(30 de abril)Ayer fuí a un entierro,lloré...el dolor era tan grande!

Murió un niño de poquito más de 2 años,una enfermedad virica de lo más brutal...se lo llevó,en menos de 48 horas.

A veces me pregunto de verdad si Dios existe,como puede hacer que vivamos tanto dolor,ya se que se dice eso:"el Señor te lo da y el te lo quita"..pero eso no alivia,ninguna palabra en ese sermón de difuntos,alivia.Tan poco tiempo lo hemos tenido entre nosotros,ha sido tan poquito...y cuanto dolor y vacio deja en todos los que tuvimos la gran alegria y suerte de conocerlo,más en su madre,su padre y en su abuela,no dejo de pensar en la enormidad de su dolor,como van a pasar este duro trance?

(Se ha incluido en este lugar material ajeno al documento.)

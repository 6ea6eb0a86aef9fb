//! Administrator capability persistence.

use chrono::Utc;
use phasequiz_types::{AdminUser, AdminUserId, AdminUserInput};
use sqlx::PgPool;

use crate::error::DbError;
use crate::rows::AdminRow;

const ADMIN_COLUMNS: &str = "id, user_id, can_modify_tokens, can_modify_phases, \
     can_view_analytics, can_manage_sessions, created_at";

/// Operations on the `admin_users` table.
pub struct AdminStore<'a> {
    pool: &'a PgPool,
}

impl<'a> AdminStore<'a> {
    /// Create a new admin store bound to a connection pool.
    pub const fn new(pool: &'a PgPool) -> Self {
        Self { pool }
    }

    /// The capability set for `user_id`, or `None`.
    ///
    /// # Errors
    ///
    /// Returns [`DbError::Postgres`] if the query fails.
    pub async fn get(&self, user_id: &str) -> Result<Option<AdminUser>, DbError> {
        let row = sqlx::query_as::<_, AdminRow>(&format!(
            "SELECT {ADMIN_COLUMNS} FROM admin_users WHERE user_id = $1"
        ))
        .bind(user_id)
        .fetch_optional(self.pool)
        .await?;
        Ok(row.map(AdminRow::into_domain))
    }

    /// Create or replace the capability set for `input.user_id`.
    ///
    /// # Errors
    ///
    /// Returns [`DbError::Postgres`] if the write fails.
    pub async fn upsert(&self, input: &AdminUserInput) -> Result<AdminUser, DbError> {
        let row = sqlx::query_as::<_, AdminRow>(&format!(
            "INSERT INTO admin_users ({ADMIN_COLUMNS}) VALUES ($1, $2, $3, $4, $5, $6, $7) \
             ON CONFLICT (user_id) DO UPDATE \
             SET can_modify_tokens = EXCLUDED.can_modify_tokens, \
                 can_modify_phases = EXCLUDED.can_modify_phases, \
                 can_view_analytics = EXCLUDED.can_view_analytics, \
                 can_manage_sessions = EXCLUDED.can_manage_sessions \
             RETURNING {ADMIN_COLUMNS}"
        ))
        .bind(AdminUserId::new().into_inner())
        .bind(&input.user_id)
        .bind(input.can_modify_tokens)
        .bind(input.can_modify_phases)
        .bind(input.can_view_analytics)
        .bind(input.can_manage_sessions)
        .bind(Utc::now())
        .fetch_one(self.pool)
        .await?;

        tracing::info!(user_id = %row.user_id, "admin capabilities saved");
        Ok(row.into_domain())
    }
}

Esa madre,cuyos llantos desgarrados se oian desde fuera del edifico de la sala de velatorios,esa abuela."mi nieto,mi nieto",esos ojos enrojecidos del padre,casi secos ya de tanto llorar...esas miradas idas...horror de verdad.

No he podido dormir,vueltas y más vueltas,desvelo nocturno intranquilo,inquieto.

He recordado a mi padre,su muerte..el vacio enorme que dejó.

Seguí recordando,a mi amiga,cuando hace unos años perdió a un hijo en una accidente de moto,18 años tan solo....los enormes suspiros que da aún hoy día.

He pensado en muchas cirscuntancias familiares que me rodean en estos días,situaciones que me superan,me duelen,me implican.

Y tenia muchas ganas de llorar,con ese nudo que se te hace en la garganta y no sabes que es,ese mariposeo en el estomago....por todo el cuerpo.

Y cuando esto me sucede y no puedo llorar......miro el periodico para ver que peliculas ponen ó miro el plus,ó rebusco entre mis deuvedes...y hoy daban "Quedate a mi lado"de Julia Roberts y Susan Sarandon...a mi me hace llorar,el cancer es cercano en mi familia.

Mi marido que me conoce,me deja y se va a la tele de la cocina,una pequeñita sin tdt...y me deja en el salón tumbada en el sofa con los auriculares que llore "agustito"quizás a otras les pueda parecer absurdo,pero a veces el llorar cuesta,pero es necesario llorar de vez en cuando.Muy necesario.

Cuando murió mi padre,no pude llorar...lloriqueé,pero no lloré...lo que se dice llorar no pude,y un par de meses después,quizás tres,la noche de Reyes,me embarraqué...acordandome de la magia que le ponía a los reyes,el cariño y la ilusión que nos transmitia.

Creo que nunca he llorado tanto como aquel día.

Pero si,cuando siento que necesito llorar,busco una pelicula....existen tantas para llorar.